Es scheint mir, dass es vielen Webmastern wichtiger ist, ihre Seite in einem Webguide verzeichnet zu sehen, als dessen Möglichkeiten zur Entdeckung anderer Webseiten zu nutzen.
Ein entscheidendes Problem, das jeder haben wird, der einen Webguide aufgebaut hat, ist die kurze Halbwertzeit von Internetseiten. In kurzen Abständen werden Seiten aus dem Netz genommen oder völlig umgestaltet. Ein Webguide bedarf also ständiger Pflege, kann kaum immer ganz aktuell sein.

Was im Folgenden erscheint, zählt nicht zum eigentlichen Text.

//! Contract-based validation for card tic-tac-toe.
//!
//! Each precondition checks one rule and maps its failure to one
//! [`MoveError`] variant; [`LegalMove`] composes them in the order a player
//! would notice the problem.

use super::action::{Move, MoveError};
use super::board::{CELL_COUNT, Cell};
use super::game::GameState;
use super::invariants::{CardToeInvariants, InvariantSet};
use super::types::Card;
use tracing::instrument;

// ─────────────────────────────────────────────────────────────
//  Contract Trait
// ─────────────────────────────────────────────────────────────

/// Preconditions and postconditions of a state transition.
pub trait Contract<S, A> {
    /// Checks preconditions before applying the action.
    fn pre(state: &S, action: &A) -> Result<(), MoveError>;

    /// Checks postconditions after applying the action.
    fn post(before: &S, after: &S) -> Result<(), MoveError>;
}

// ─────────────────────────────────────────────────────────────
//  Move Preconditions
// ─────────────────────────────────────────────────────────────

/// Precondition: the card exists, belongs to the side on move and is unused.
pub struct CardAvailable;

impl CardAvailable {
    /// Returns the card when it may be played.
    #[instrument(skip(game))]
    pub fn check<'a>(mov: &Move, game: &'a GameState) -> Result<&'a Card, MoveError> {
        let card = game
            .decks()
            .find_card(&mov.card_id)
            .ok_or_else(|| MoveError::UnknownCard(mov.card_id.clone()))?;
        if card.owner != game.current_turn() {
            return Err(MoveError::WrongColor {
                card: card.owner,
                turn: game.current_turn(),
            });
        }
        if card.used {
            return Err(MoveError::CardAlreadyUsed(card.id.clone()));
        }
        Ok(card)
    }
}

/// Precondition: the index names a cell on the board.
pub struct CellOnBoard;

impl CellOnBoard {
    /// Rejects indices outside 0..16.
    pub fn check(mov: &Move) -> Result<(), MoveError> {
        if mov.index < CELL_COUNT {
            Ok(())
        } else {
            Err(MoveError::OutOfBounds(mov.index))
        }
    }
}

/// Precondition: the cell has never been overwritten.
pub struct CellUnlocked;

impl CellUnlocked {
    /// Rejects locked cells regardless of rank.
    pub fn check(mov: &Move, game: &GameState) -> Result<(), MoveError> {
        if game.board().is_locked(mov.index) {
            Err(MoveError::CellLocked(mov.index))
        } else {
            Ok(())
        }
    }
}

/// Precondition: the cell is empty or holds a weaker opponent card.
pub struct CellTakeable;

impl CellTakeable {
    /// Compares the offered card with the occupant.
    pub fn check(mov: &Move, card: &Card, game: &GameState) -> Result<(), MoveError> {
        match game.board().get(mov.index) {
            None => Err(MoveError::OutOfBounds(mov.index)),
            Some(Cell::Empty) => Ok(()),
            Some(Cell::Occupied { owner, .. }) if owner == card.owner => {
                Err(MoveError::OwnCell(mov.index))
            }
            Some(Cell::Occupied { rank, .. }) if !card.outranks(rank) => Err(MoveError::RankTooLow {
                rank: card.rank,
                occupant: rank,
            }),
            Some(Cell::Occupied { .. }) => Ok(()),
        }
    }
}

/// Composite precondition: everything [`can_place`](super::rules::can_place)
/// checks, plus card availability, with a specific reason on failure.
pub struct LegalMove;

impl LegalMove {
    /// Validates all preconditions for a move.
    #[instrument(skip(game))]
    pub fn check(mov: &Move, game: &GameState) -> Result<(), MoveError> {
        let card = CardAvailable::check(mov, game)?;
        CellOnBoard::check(mov)?;
        CellUnlocked::check(mov, game)?;
        CellTakeable::check(mov, card, game)?;
        Ok(())
    }
}

// ─────────────────────────────────────────────────────────────
//  Move Contract (Pre + Post)
// ─────────────────────────────────────────────────────────────

/// Contract for move actions.
///
/// Preconditions: [`LegalMove`].
///
/// Postconditions:
/// - overwrites only raise rank and change color
/// - locked cells are never placed on again
/// - each card is placed at most once
pub struct MoveContract;

impl Contract<GameState, Move> for MoveContract {
    fn pre(game: &GameState, action: &Move) -> Result<(), MoveError> {
        LegalMove::check(action, game)
    }

    fn post(_before: &GameState, after: &GameState) -> Result<(), MoveError> {
        CardToeInvariants::check_all(after).map_err(|violations| {
            let descriptions = violations
                .iter()
                .map(|v| v.description.as_str())
                .collect::<Vec<_>>()
                .join("; ");
            MoveError::InvariantViolation(format!("Postcondition failed: {}", descriptions))
        })
    }
}

#[cfg(test)]
mod tests {
    use super::*;
    use crate::games::cardtoe::Color;

    fn mv(index: usize, id: &str) -> Move {
        Move::new(index, id.to_string())
    }

    #[test]
    fn test_precondition_empty_cell() {
        let game = GameState::new(Color::Green);
        assert!(MoveContract::pre(&game, &mv(5, "green-3-1")).is_ok());
    }

    #[test]
    fn test_precondition_wrong_color() {
        let game = GameState::new(Color::Green);
        assert!(matches!(
            MoveContract::pre(&game, &mv(5, "red-3-1")),
            Err(MoveError::WrongColor { .. })
        ));
    }

    #[test]
    fn test_precondition_unknown_card() {
        let game = GameState::new(Color::Green);
        assert_eq!(
            MoveContract::pre(&game, &mv(5, "green-9-1")),
            Err(MoveError::UnknownCard("green-9-1".to_string()))
        );
    }

    #[test]
    fn test_precondition_used_card() {
        let mut game = GameState::new(Color::Green);
        game.play(&mv(0, "green-1-1")).unwrap();
        assert!(matches!(
            MoveContract::pre(&game, &mv(1, "green-1-1")),
            Err(MoveError::CardAlreadyUsed(_))
        ));
    }

    #[test]
    fn test_precondition_own_cell_and_rank() {
        let mut game = GameState::new(Color::Green);
        game.play(&mv(0, "green-3-1")).unwrap();
        assert_eq!(
            MoveContract::pre(&game, &mv(0, "green-5-1")),
            Err(MoveError::OwnCell(0))
        );
        game.switch_turn();
        assert_eq!(
            MoveContract::pre(&game, &mv(0, "red-3-1")),
            Err(MoveError::RankTooLow { rank: 3, occupant: 3 })
        );
        assert!(MoveContract::pre(&game, &mv(0, "red-4-1")).is_ok());
    }

    #[test]
    fn test_postcondition_detects_corruption() {
        let mut game = GameState::new(Color::Green);
        let before = game.clone();
        game.play(&mv(0, "green-2-1")).unwrap();
        // Replay a record of the same card twice
        let dup = game.history[0].clone();
        game.history.push(dup);
        assert!(MoveContract::post(&before, &game).is_err());
    }
}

Ich denke, dass der wahre Reiz des Internetsurfens nicht darin besteht, die in einem Webguide verzeichneten Seiten abzuklappern. Wie funktioniert das Internet ohne Kataloge? Man stößt auf einer Seite auf einen Hyperlink, folgt diesem zu einer anderen Seite, auf der sich wiederum Links finden. Dabei gibt es Querverbindungen, einseitige und gegenseitige Verknüpfungen.
Wenn man eine besonders interessante Seite entdeckt hat, verschickt man vielleicht eine Mail an seine Freunde um sie darauf aufmerksam zu machen...
Für mich sind es diese unverhofften Entdeckungen, die das Internet zu einem lebendigen Raum werden lassen.

Welchen Platz nimmt «Kinder der 80er» ein?
Mit der Langzeitsstudie, die seit 2000 die Wege von fünf jungen Webmastern verfolgt und den Momentaufnahmen, die Screenshots von 80er-Websites archivieren, hoffen wir, langfristig Entwicklungen nachzeichnen zu können.

Das Internet wandelt sich.  Websites wandeln sich. 
«Kinder der 80er» ist ein gutes Beispiel dafür.